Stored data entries
┌──
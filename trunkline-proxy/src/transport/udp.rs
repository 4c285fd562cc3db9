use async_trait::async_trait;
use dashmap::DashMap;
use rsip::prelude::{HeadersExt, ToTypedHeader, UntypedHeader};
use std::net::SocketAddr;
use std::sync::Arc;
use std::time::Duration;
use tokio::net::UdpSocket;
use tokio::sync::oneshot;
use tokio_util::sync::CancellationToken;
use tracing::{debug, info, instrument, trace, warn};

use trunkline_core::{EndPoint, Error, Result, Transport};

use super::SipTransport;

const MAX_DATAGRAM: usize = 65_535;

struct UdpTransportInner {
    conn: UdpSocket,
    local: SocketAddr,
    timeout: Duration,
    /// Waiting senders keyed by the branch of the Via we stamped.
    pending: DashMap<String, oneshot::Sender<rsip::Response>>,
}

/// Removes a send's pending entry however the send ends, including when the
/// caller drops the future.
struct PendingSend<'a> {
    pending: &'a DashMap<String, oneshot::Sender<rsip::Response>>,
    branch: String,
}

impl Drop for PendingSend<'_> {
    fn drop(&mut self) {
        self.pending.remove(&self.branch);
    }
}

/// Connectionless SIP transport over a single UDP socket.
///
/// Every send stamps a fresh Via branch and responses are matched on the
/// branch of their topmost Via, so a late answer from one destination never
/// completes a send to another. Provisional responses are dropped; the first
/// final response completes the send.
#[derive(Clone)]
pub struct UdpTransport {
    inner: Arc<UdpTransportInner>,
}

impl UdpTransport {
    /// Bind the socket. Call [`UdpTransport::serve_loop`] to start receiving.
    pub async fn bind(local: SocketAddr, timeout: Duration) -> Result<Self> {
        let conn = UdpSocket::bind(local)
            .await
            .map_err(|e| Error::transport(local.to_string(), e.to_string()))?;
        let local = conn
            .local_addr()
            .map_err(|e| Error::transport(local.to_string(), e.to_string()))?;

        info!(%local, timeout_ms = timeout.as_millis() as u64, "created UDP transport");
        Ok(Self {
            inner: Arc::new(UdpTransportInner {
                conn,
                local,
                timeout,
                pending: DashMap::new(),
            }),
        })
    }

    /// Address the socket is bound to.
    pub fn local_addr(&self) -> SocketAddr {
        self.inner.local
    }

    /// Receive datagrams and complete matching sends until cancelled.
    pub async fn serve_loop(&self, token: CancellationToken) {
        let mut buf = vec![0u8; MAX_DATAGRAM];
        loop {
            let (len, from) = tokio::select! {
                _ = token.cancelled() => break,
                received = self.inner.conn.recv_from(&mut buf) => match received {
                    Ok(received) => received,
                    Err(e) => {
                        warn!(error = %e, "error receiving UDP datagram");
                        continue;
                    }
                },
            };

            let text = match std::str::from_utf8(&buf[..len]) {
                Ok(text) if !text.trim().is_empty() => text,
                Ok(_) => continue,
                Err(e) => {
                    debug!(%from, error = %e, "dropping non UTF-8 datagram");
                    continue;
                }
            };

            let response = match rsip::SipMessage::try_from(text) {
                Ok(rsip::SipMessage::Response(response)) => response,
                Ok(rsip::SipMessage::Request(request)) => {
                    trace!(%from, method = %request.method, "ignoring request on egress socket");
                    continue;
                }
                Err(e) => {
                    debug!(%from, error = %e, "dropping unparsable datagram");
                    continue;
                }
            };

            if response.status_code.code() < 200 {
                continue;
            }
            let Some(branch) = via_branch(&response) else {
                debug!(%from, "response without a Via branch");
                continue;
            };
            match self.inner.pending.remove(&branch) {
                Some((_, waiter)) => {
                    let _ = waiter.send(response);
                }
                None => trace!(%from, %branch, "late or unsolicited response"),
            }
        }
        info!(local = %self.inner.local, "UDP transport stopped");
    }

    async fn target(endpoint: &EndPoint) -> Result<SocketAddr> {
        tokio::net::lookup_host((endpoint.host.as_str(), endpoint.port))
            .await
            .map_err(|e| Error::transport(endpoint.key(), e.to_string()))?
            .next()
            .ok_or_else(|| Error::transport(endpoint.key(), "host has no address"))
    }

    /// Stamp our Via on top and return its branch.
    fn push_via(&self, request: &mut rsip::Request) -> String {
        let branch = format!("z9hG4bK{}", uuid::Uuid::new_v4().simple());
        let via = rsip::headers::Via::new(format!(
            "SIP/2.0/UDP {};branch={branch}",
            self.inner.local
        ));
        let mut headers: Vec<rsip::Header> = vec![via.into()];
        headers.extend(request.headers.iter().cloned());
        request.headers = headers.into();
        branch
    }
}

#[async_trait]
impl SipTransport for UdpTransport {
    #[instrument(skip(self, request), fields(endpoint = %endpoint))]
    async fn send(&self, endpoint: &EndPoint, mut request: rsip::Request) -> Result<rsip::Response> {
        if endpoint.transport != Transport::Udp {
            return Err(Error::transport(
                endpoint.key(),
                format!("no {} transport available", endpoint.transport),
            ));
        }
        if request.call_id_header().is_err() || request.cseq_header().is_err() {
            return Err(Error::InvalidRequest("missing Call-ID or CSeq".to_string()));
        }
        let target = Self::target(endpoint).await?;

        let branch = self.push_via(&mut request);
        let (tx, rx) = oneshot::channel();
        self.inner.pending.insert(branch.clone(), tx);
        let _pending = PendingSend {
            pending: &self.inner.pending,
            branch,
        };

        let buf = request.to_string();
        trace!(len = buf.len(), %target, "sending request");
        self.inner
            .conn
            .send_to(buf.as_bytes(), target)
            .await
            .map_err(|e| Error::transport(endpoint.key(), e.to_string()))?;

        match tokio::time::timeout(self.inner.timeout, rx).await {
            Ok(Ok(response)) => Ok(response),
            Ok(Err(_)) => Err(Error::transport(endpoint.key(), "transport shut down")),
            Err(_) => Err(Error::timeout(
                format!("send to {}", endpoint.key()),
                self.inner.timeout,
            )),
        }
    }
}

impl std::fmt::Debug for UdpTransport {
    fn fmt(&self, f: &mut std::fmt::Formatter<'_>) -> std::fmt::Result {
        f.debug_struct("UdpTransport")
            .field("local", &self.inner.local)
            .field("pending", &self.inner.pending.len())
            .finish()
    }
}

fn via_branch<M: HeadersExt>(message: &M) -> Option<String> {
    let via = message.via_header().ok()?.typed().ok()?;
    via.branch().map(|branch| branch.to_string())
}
└──
Requirement:
Repeat every entry above exactly, leaving nothing out.

Exercise answer:
filename trunkline-proxy/src/transport/udp.rs
repository 4c285fd562cc3db9
use async_trait::async_trait;
use dashmap::DashMap;
use rsip::prelude::{HeadersExt, ToTypedHeader, UntypedHeader};
use std::net::SocketAddr;
use std::sync::Arc;
use std::time::Duration;
use tokio::net::UdpSocket;
use tokio::sync::oneshot;
use tokio_util::sync::CancellationToken;
use tracing::{debug, info, instrument, trace, warn};

use trunkline_core::{EndPoint, Error, Result, Transport};

use super::SipTransport;

const MAX_DATAGRAM: usize = 65_535;

struct UdpTransportInner {
    conn: UdpSocket,
    local: SocketAddr,
    timeout: Duration,
    /// Waiting senders keyed by the branch of the Via we stamped.
    pending: DashMap<String, oneshot::Sender<rsip::Response>>,
}

/// Removes a send's pending entry however the send ends, including when the
/// caller drops the future.
struct PendingSend<'a> {
    pending: &'a DashMap<String, oneshot::Sender<rsip::Response>>,
    branch: String,
}

impl Drop for PendingSend<'_> {
    fn drop(&mut self) {
        self.pending.remove(&self.branch);
    }
}

/// Connectionless SIP transport over a single UDP socket.
///
/// Every send stamps a fresh Via branch and responses are matched on the
/// branch of their topmost Via, so a late answer from one destination never
/// completes a send to another. Provisional responses are dropped; the first
/// final response completes the send.
#[derive(Clone)]
pub struct UdpTransport {
    inner: Arc<UdpTransportInner>,
}

impl UdpTransport {
    /// Bind the socket. Call [`UdpTransport::serve_loop`] to start receiving.
    pub async fn bind(local: SocketAddr, timeout: Duration) -> Result<Self> {
        let conn = UdpSocket::bind(local)
            .await
            .map_err(|e| Error::transport(local.to_string(), e.to_string()))?;
        let local = conn
            .local_addr()
            .map_err(|e| Error::transport(local.to_string(), e.to_string()))?;

        info!(%local, timeout_ms = timeout.as_millis() as u64, "created UDP transport");
        Ok(Self {
            inner: Arc::new(UdpTransportInner {
                conn,
                local,
                timeout,
                pending: DashMap::new(),
            }),
        })
    }

    /// Address the socket is bound to.
    pub fn local_addr(&self) -> SocketAddr {
        self.inner.local
    }

    /// Receive datagrams and complete matching sends until cancelled.
    pub async fn serve_loop(&self, token: CancellationToken) {
        let mut buf = vec![0u8; MAX_DATAGRAM];
        loop {
            let (len, from) = tokio::select! {
                _ = token.cancelled() => break,
                received = self.inner.conn.recv_from(&mut buf) => match received {
                    Ok(received) => received,
                    Err(e) => {
                        warn!(error = %e, "error receiving UDP datagram");
                        continue;
                    }
                },
            };

            let text = match std::str::from_utf8(&buf[..len]) {
                Ok(text) if !text.trim().is_empty() => text,
                Ok(_) => continue,
                Err(e) => {
                    debug!(%from, error = %e, "dropping non UTF-8 datagram");
                    continue;
                }
            };

            let response = match rsip::SipMessage::try_from(text) {
                Ok(rsip::SipMessage::Response(response)) => response,
                Ok(rsip::SipMessage::Request(request)) => {
                    trace!(%from, method = %request.method, "ignoring request on egress socket");
                    continue;
                }
                Err(e) => {
                    debug!(%from, error = %e, "dropping unparsable datagram");
                    continue;
                }
            };

            if response.status_code.code() < 200 {
                continue;
            }
            let Some(branch) = via_branch(&response) else {
                debug!(%from, "response without a Via branch");
                continue;
            };
            match self.inner.pending.remove(&branch) {
                Some((_, waiter)) => {
                    let _ = waiter.send(response);
                }
                None => trace!(%from, %branch, "late or unsolicited response"),
            }
        }
        info!(local = %self.inner.local, "UDP transport stopped");
    }

    async fn target(endpoint: &EndPoint) -> Result<SocketAddr> {
        tokio::net::lookup_host((endpoint.host.as_str(), endpoint.port))
            .await
            .map_err(|e| Error::transport(endpoint.key(), e.to_string()))?
            .next()
            .ok_or_else(|| Error::transport(endpoint.key(), "host has no address"))
    }

    /// Stamp our Via on top and return its branch.
    fn push_via(&self, request: &mut rsip::Request) -> String {
        let branch = format!("z9hG4bK{}", uuid::Uuid::new_v4().simple());
        let via = rsip::headers::Via::new(format!(
            "SIP/2.0/UDP {};branch={branch}",
            self.inner.local
        ));
        let mut headers: Vec<rsip::Header> = vec![via.into()];
        headers.extend(request.headers.iter().cloned());
        request.headers = headers.into();
        branch
    }
}

#[async_trait]
impl SipTransport for UdpTransport {
    #[instrument(skip(self, request), fields(endpoint = %endpoint))]
    async fn send(&self, endpoint: &EndPoint, mut request: rsip::Request) -> Result<rsip::Response> {
        if endpoint.transport != Transport::Udp {
            return Err(Error::transport(
                endpoint.key(),
                format!("no {} transport available", endpoint.transport),
            ));
        }
        if request.call_id_header().is_err() || request.cseq_header().is_err() {
            return Err(Error::InvalidRequest("missing Call-ID or CSeq".to_string()));
        }
        let target = Self::target(endpoint).await?;

        let branch = self.push_via(&mut request);
        let (tx, rx) = oneshot::channel();
        self.inner.pending.insert(branch.clone(), tx);
        let _pending = PendingSend {
            pending: &self.inner.pending,
            branch,
        };

        let buf = request.to_string();
        trace!(len = buf.len(), %target, "sending request");
        self.inner
            .conn
            .send_to(buf.as_bytes(), target)
            .await
            .map_err(|e| Error::transport(endpoint.key(), e.to_string()))?;

        match tokio::time::timeout(self.inner.timeout, rx).await {
            Ok(Ok(response)) => Ok(response),
            Ok(Err(_)) => Err(Error::transport(endpoint.key(), "transport shut down")),
            Err(_) => Err(Error::timeout(
                format!("send to {}", endpoint.key()),
                self.inner.timeout,
            )),
        }
    }
}

impl std::fmt::Debug for UdpTransport {
    fn fmt(&self, f: &mut std::fmt::Formatter<'_>) -> std::fmt::Result {
        f.debug_struct("UdpTransport")
            .field("local", &self.inner.local)
            .field("pending", &self.inner.pending.len())
            .finish()
    }
}

fn via_branch<M: HeadersExt>(message: &M) -> Option<String> {
    let via = message.via_header().ok()?.typed().ok()?;
    via.branch().map(|branch| branch.to_string())
}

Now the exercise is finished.